Continue to Site

Eng-Tips is the largest engineering community on the Internet

Intelligent Work Forums for Engineering Professionals

  • Congratulations waross on being selected by the Eng-Tips community for having the most helpful posts in the forums last week. Way to Go!

roof diaphragm & shear wall connections 2

Status
Not open for further replies.

bdlc2k

Structural
May 6, 2010
26
I am designing a 50x262 icf building with cold formed/metal deck roof. Because the high aspect ratio of 5.24:1, we want to use some of the interior metal stud walls as shear walls.
Two questions are: Is this aspect ratio indeed too high to span the entire length without the interior shearwalls?
Does the interior shear wall have to reach the metal deck roof for proper transfer or can we just connect the shear wall to the chords?
I also believe that the roof can be designed as a series of simple spans.
I attached a plan for reference. Thanks!
 
Replies continue below

Recommended for you

You will definitely need interior shear walls, and, to connect to the bottom chord of a manufactured truss, the truss will have to be rated to take the shear. Normally, I would not do that. I would install a separate wood or steel beam to connect the shear wall to, that was also connected to the roof diaphragm.
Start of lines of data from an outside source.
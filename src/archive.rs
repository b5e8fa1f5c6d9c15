//! Reading comic archives.
//!
//! CBZ files are zip containers. CBR files are usually RAR, but many are
//! zip containers with the wrong extension, so the backend is chosen from
//! the file's first bytes rather than its name.

use std::fmt::Display;
use std::fs::{self, File};
use std::io::{self, BufReader, BufWriter, Read, Seek, Write};
use std::path::{Component, Path, PathBuf};

use thiserror::Error;
use zip::ZipArchive;

use crate::files::is_image_file;

const RAR_MAGIC: &[u8; 6] = b"Rar!\x1a\x07";

#[derive(Debug, Error)]
pub enum ArchiveError {
    #[error("unable to open archive {path}: {source}")]
    Open { path: PathBuf, source: io::Error },
    #[error("{path} is not a supported archive: {reason}")]
    Format { path: PathBuf, reason: String },
    #[error("unable to read {entry} from {archive}: {reason}")]
    Entry { archive: PathBuf, entry: PathBuf, reason: String },
    #[error("unable to write {path}: {source}")]
    Write { path: PathBuf, source: io::Error },
}

#[derive(Debug, Clone, PartialEq, Eq)]
pub struct ArchiveEntry {
    /// Position in archive order, counting skipped entries too.
    pub index: usize,
    /// Relative path inside the archive, guaranteed not to escape it.
    pub path: PathBuf,
    pub size: u64,
    pub is_file: bool,
}

enum Backend {
    Zip(ZipArchive<BufReader<File>>),
    /// unrar works on paths, so every operation reopens the file.
    Rar,
}

pub struct Archive {
    path: PathBuf,
    backend: Backend,
}

fn entry_error(archive: &Path, entry: &Path, reason: impl Display) -> ArchiveError {
    ArchiveError::Entry { archive: archive.to_path_buf(), entry: entry.to_path_buf(), reason: reason.to_string() }
}

fn starts_with_rar_magic(file: &mut File) -> io::Result<bool> {
    let mut magic = [0u8; 6];
    let found = match file.read_exact(&mut magic) {
        Ok(()) => &magic == RAR_MAGIC,
        Err(e) if e.kind() == io::ErrorKind::UnexpectedEof => false,
        Err(e) => return Err(e),
    };
    file.rewind()?;
    Ok(found)
}

/// `path` made relative with only normal components, or `None` if it is
/// absolute or climbs out with `..`.
fn enclosed(path: &Path) -> Option<PathBuf> {
    let mut clean = PathBuf::new();
    for component in path.components() {
        match component {
            Component::Normal(part) => clean.push(part),
            Component::CurDir => {}
            _ => return None,
        }
    }
    (!clean.as_os_str().is_empty()).then_some(clean)
}

impl Archive {
    pub fn open(path: &Path) -> Result<Self, ArchiveError> {
        let open_error = |source| ArchiveError::Open { path: path.to_path_buf(), source };
        let format_error = |reason: String| ArchiveError::Format { path: path.to_path_buf(), reason };

        let mut file = File::open(path).map_err(open_error)?;
        let backend = if starts_with_rar_magic(&mut file).map_err(open_error)? {
            drop(file);
            unrar::Archive::new(path)
                .open_for_listing()
                .map_err(|e| format_error(e.to_string()))?;
            Backend::Rar
        } else {
            let zip = ZipArchive::new(BufReader::new(file)).map_err(|e| format_error(e.to_string()))?;
            Backend::Zip(zip)
        };
        Ok(Self { path: path.to_path_buf(), backend })
    }

    pub fn path(&self) -> &Path {
        &self.path
    }

    pub fn is_rar(&self) -> bool {
        matches!(self.backend, Backend::Rar)
    }

    /// Every entry with a safe relative name, in archive order.
    pub fn entries(&mut self) -> Result<Vec<ArchiveEntry>, ArchiveError> {
        match &mut self.backend {
            Backend::Zip(zip) => zip_entries(&self.path, zip),
            Backend::Rar => rar_entries(&self.path),
        }
    }

    /// Regular files that look like images.
    pub fn image_entries(&mut self) -> Result<Vec<ArchiveEntry>, ArchiveError> {
        Ok(self
            .entries()?
            .into_iter()
            .filter(|e| e.is_file && is_image_file(&e.path))
            .collect())
    }

    /// Write an entry's content to `dest`, creating parent directories.
    /// A partially written file is removed on failure.
    pub fn extract(&mut self, entry: &ArchiveEntry, dest: &Path) -> Result<u64, ArchiveError> {
        if let Some(parent) = dest.parent() {
            fs::create_dir_all(parent).map_err(|source| ArchiveError::Write { path: parent.to_path_buf(), source })?;
        }
        let out = File::create(dest).map_err(|source| ArchiveError::Write { path: dest.to_path_buf(), source })?;
        let mut out = BufWriter::new(out);

        let copied = match &mut self.backend {
            Backend::Zip(zip) => match zip.by_index(entry.index) {
                Ok(mut file) => io::copy(&mut file, &mut out).map_err(|e| e.to_string()),
                Err(e) => Err(e.to_string()),
            },
            Backend::Rar => read_rar_entry(&self.path, entry.index)
                .and_then(|bytes| io::copy(&mut bytes.as_slice(), &mut out).map_err(|e| e.to_string())),
        }
        .and_then(|n| out.flush().map(|_| n).map_err(|e| e.to_string()));

        match copied {
            Ok(n) => Ok(n),
            Err(reason) => {
                drop(out);
                let _ = fs::remove_file(dest);
                Err(entry_error(&self.path, &entry.path, reason))
            }
        }
    }
}

fn zip_entries(path: &Path, zip: &mut ZipArchive<BufReader<File>>) -> Result<Vec<ArchiveEntry>, ArchiveError> {
    let mut entries = Vec::with_capacity(zip.len());
    for index in 0..zip.len() {
        let file = zip
            .by_index(index)
            .map_err(|e| entry_error(path, Path::new(&format!("#{index}")), e))?;
        let Some(name) = file.enclosed_name().map(|p| p.to_path_buf()) else {
            log::warn!("Skipping unsafe entry {:?} in {}", file.name(), path.display());
            continue;
        };
        entries.push(ArchiveEntry { index, path: name, size: file.size(), is_file: file.is_file() });
    }
    Ok(entries)
}

fn rar_entries(path: &Path) -> Result<Vec<ArchiveEntry>, ArchiveError> {
    let listing = unrar::Archive::new(path)
        .open_for_listing()
        .map_err(|e| ArchiveError::Format { path: path.to_path_buf(), reason: e.to_string() })?;
    let mut entries = Vec::new();
    for (index, header) in listing.enumerate() {
        let header = header.map_err(|e| entry_error(path, Path::new(&format!("#{index}")), e))?;
        let Some(name) = enclosed(&header.filename) else {
            log::warn!("Skipping unsafe entry {:?} in {}", header.filename, path.display());
            continue;
        };
        entries.push(ArchiveEntry { index, path: name, size: header.unpacked_size, is_file: header.is_file() });
    }
    Ok(entries)
}

/// Walk the headers up to entry `index` and read it into memory.
fn read_rar_entry(path: &Path, index: usize) -> Result<Vec<u8>, String> {
    let mut archive = unrar::Archive::new(path).open_for_processing().map_err(|e| e.to_string())?;
    let mut current = 0;
    while let Some(header) = archive.read_header().map_err(|e| e.to_string())? {
        if current == index {
            let (bytes, _) = header.read().map_err(|e| e.to_string())?;
            return Ok(bytes);
        }
        archive = header.skip().map_err(|e| e.to_string())?;
        current += 1;
    }
    Err(format!("no entry #{index}"))
}
//! Cover gallery: which comic is focused, and where each visible cover goes.

use std::time::{Duration, Instant};

use crate::comic::Comic;
use crate::gesture::Tween;
use crate::navigator::Navigation;
use crate::viewport::{Point, Size};

const FOCUSED_COVER: f64 = 0.9;
const OTHER_COVER: f64 = 0.7;
const GAP: f64 = 0.1;

pub const FOCUS_ANIMATION: Duration = Duration::from_millis(200);

#[derive(Debug, Default)]
pub struct Gallery {
    /// Comics sorted by the slot they were given on the command line.
    comics: Vec<(usize, Comic)>,
    current: usize,
    /// Fractional focus sliding towards `current`.
    scroll: Option<Tween>,
}

impl Gallery {
    pub fn new() -> Self {
        Self::default()
    }

    /// Add a scanned comic. The focused comic stays focused.
    pub fn insert(&mut self, slot: usize, comic: Comic) {
        self.scroll = None;
        let pos = self.comics.partition_point(|(s, _)| *s < slot);
        if !self.comics.is_empty() && pos <= self.current {
            self.current += 1;
        }
        self.comics.insert(pos, (slot, comic));
    }

    pub fn len(&self) -> usize {
        self.comics.len()
    }

    pub fn is_empty(&self) -> bool {
        self.comics.is_empty()
    }

    pub fn current_index(&self) -> usize {
        self.current
    }

    pub fn current(&self) -> Option<&Comic> {
        self.comics.get(self.current).map(|(_, c)| c)
    }

    pub fn get(&self, index: usize) -> Option<&Comic> {
        self.comics.get(index).map(|(_, c)| c)
    }

    pub fn slot(&self, index: usize) -> Option<usize> {
        self.comics.get(index).map(|(s, _)| *s)
    }

    /// Take the focused comic out to open it.
    pub fn take_current(&mut self) -> Option<(usize, Comic)> {
        self.scroll = None;
        if self.current < self.comics.len() {
            Some(self.comics.remove(self.current))
        } else {
            None
        }
    }

    /// Put a comic back after reading, focusing it again.
    pub fn restore(&mut self, slot: usize, comic: Comic) {
        self.scroll = None;
        let pos = self.comics.partition_point(|(s, _)| *s < slot);
        self.comics.insert(pos, (slot, comic));
        self.current = pos;
    }

    /// Returns `true` if the focus moved. The row slides from wherever it
    /// is at `now` to the new focus.
    pub fn handle_input(&mut self, intent: Navigation, now: Instant) -> bool {
        if self.comics.is_empty() {
            return false;
        }
        let before = self.current;
        let from = self.position(now);
        match intent {
            Navigation::NextComic => self.current = (self.current + 1).min(self.comics.len() - 1),
            Navigation::PreviousComic => self.current = self.current.saturating_sub(1),
            Navigation::JumpToComic(letter) => {
                if let Some(index) = self.find_starting_with(letter) {
                    self.current = index;
                }
            }
            _ => {}
        }
        if before == self.current {
            return false;
        }
        self.scroll = Some(Tween::new(from, self.current as f64, now, FOCUS_ANIMATION));
        true
    }

    /// Focus position to lay the row out from; fractional while sliding.
    pub fn position(&self, now: Instant) -> f64 {
        match self.scroll {
            Some(tween) => tween.value(now),
            None => self.current as f64,
        }
    }

    /// Drop a finished slide. Returns `true` while still sliding.
    pub fn tick(&mut self, now: Instant) -> bool {
        if self.scroll.is_some_and(|t| t.is_finished(now)) {
            self.scroll = None;
        }
        self.scroll.is_some()
    }

    pub fn next_frame(&self, now: Instant) -> Option<Instant> {
        self.scroll.and_then(|t| t.next_frame(now))
    }

    fn find_starting_with(&self, letter: char) -> Option<usize> {
        let letter = letter.to_lowercase().collect::<String>();
        let count = self.comics.len();
        (1..=count)
            .map(|offset| (self.current + offset) % count)
            .find(|&i| self.comics[i].1.name().to_lowercase().starts_with(&letter))
    }
}

#[derive(Debug, Clone, Copy, PartialEq)]
pub struct CoverPlacement {
    pub index: usize,
    pub center: Point,
    pub scale: f64,
}

/// A cover on the row: horizontal center, scale and drawn width.
#[derive(Debug, Clone, Copy)]
struct RowCover {
    index: usize,
    x: f64,
    scale: f64,
    width: f64,
}

/// Covers around an integral focus, focused first, then rightwards, then
/// leftwards. Each side ends with its first cover past the edge so that
/// blending two rows never drops a cover that is still visible.
fn row(focus: usize, count: usize, area: Size, gap: f64, size_of: &mut impl FnMut(usize) -> Size) -> Vec<RowCover> {
    let size = size_of(focus);
    let scale = FOCUSED_COVER * area.height / size.height;
    let focused = RowCover { index: focus, x: area.width / 2.0, scale, width: scale * size.width };
    let mut covers = vec![focused];

    let mut prev = focused;
    for i in focus + 1..count {
        let size = size_of(i);
        let scale = OTHER_COVER * area.height / size.height;
        let x = prev.x + prev.width + gap * scale;
        prev = RowCover { index: i, x, scale, width: scale * size.width };
        covers.push(prev);
        if x - prev.width / 2.0 > area.width {
            break;
        }
    }

    let mut prev = focused;
    for i in (0..focus).rev() {
        let size = size_of(i);
        let scale = OTHER_COVER * area.height / size.height;
        let x = prev.x - prev.width - gap * scale;
        prev = RowCover { index: i, x, scale, width: scale * size.width };
        covers.push(prev);
        if x + prev.width / 2.0 < 0.0 {
            break;
        }
    }
    covers
}

fn lerp(a: f64, b: f64, t: f64) -> f64 {
    a + (b - a) * t
}

/// Lay covers out in a row around the focus `position`, which may be
/// fractional while the row slides. Covers entirely outside `area` are
/// left out; the focused cover comes first. Covers whose size is not
/// known yet take the space of a square thumbnail.
pub fn layout_covers(
    position: f64,
    count: usize,
    area: Size,
    thumb_dim: u32,
    mut size_of: impl FnMut(usize) -> Option<Size>,
) -> Vec<CoverPlacement> {
    if count == 0 || area.height <= 0.0 {
        return Vec::new();
    }
    let placeholder = Size::new(thumb_dim as f64, thumb_dim as f64);
    let gap = GAP * thumb_dim as f64;
    let mut size_of = |i| size_of(i).filter(|s| s.height > 0.0).unwrap_or(placeholder);

    let position = position.clamp(0.0, (count - 1) as f64);
    let lower = position.floor() as usize;
    let t = position - lower as f64;
    let mut covers = row(lower, count, area, gap, &mut size_of);
    if t > 0.0 && lower + 1 < count {
        let target = row(lower + 1, count, area, gap, &mut size_of);
        for cover in &mut covers {
            if let Some(to) = target.iter().find(|c| c.index == cover.index) {
                cover.x = lerp(cover.x, to.x, t);
                cover.scale = lerp(cover.scale, to.scale, t);
                cover.width = lerp(cover.width, to.width, t);
            }
        }
        let extra: Vec<_> = target
            .into_iter()
            .filter(|to| !covers.iter().any(|c| c.index == to.index))
            .collect();
        covers.extend(extra);
    }

    covers
        .into_iter()
        .filter(|c| c.x + c.width / 2.0 >= 0.0 && c.x - c.width / 2.0 <= area.width)
        .map(|c| CoverPlacement { index: c.index, center: Point::new(c.x, area.height / 2.0), scale: c.scale })
        .collect()
}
You will also have to make sure that you are not making the shear wall into a bearing wall, allowing vertical deflection to occur over the wall. Otherwise you are creating a hard point in the roof with respect to the parallel trusses, and you will work the diaphragm causing a leak, or two, or three... eventually.

Mike McCann
MMC Engineering

 
If the owner will allow an interior wall I would extend it to the deck in place of a joist. If you are using ICF exterior walls and you use steel studs for the interior wall you may be introducing a trade out of sequence. The GC will likely want to install the roofing as soon as the deck is up and the interior wall framing likely happens after that. That leaves you screwing to the deck after the roofing is in place.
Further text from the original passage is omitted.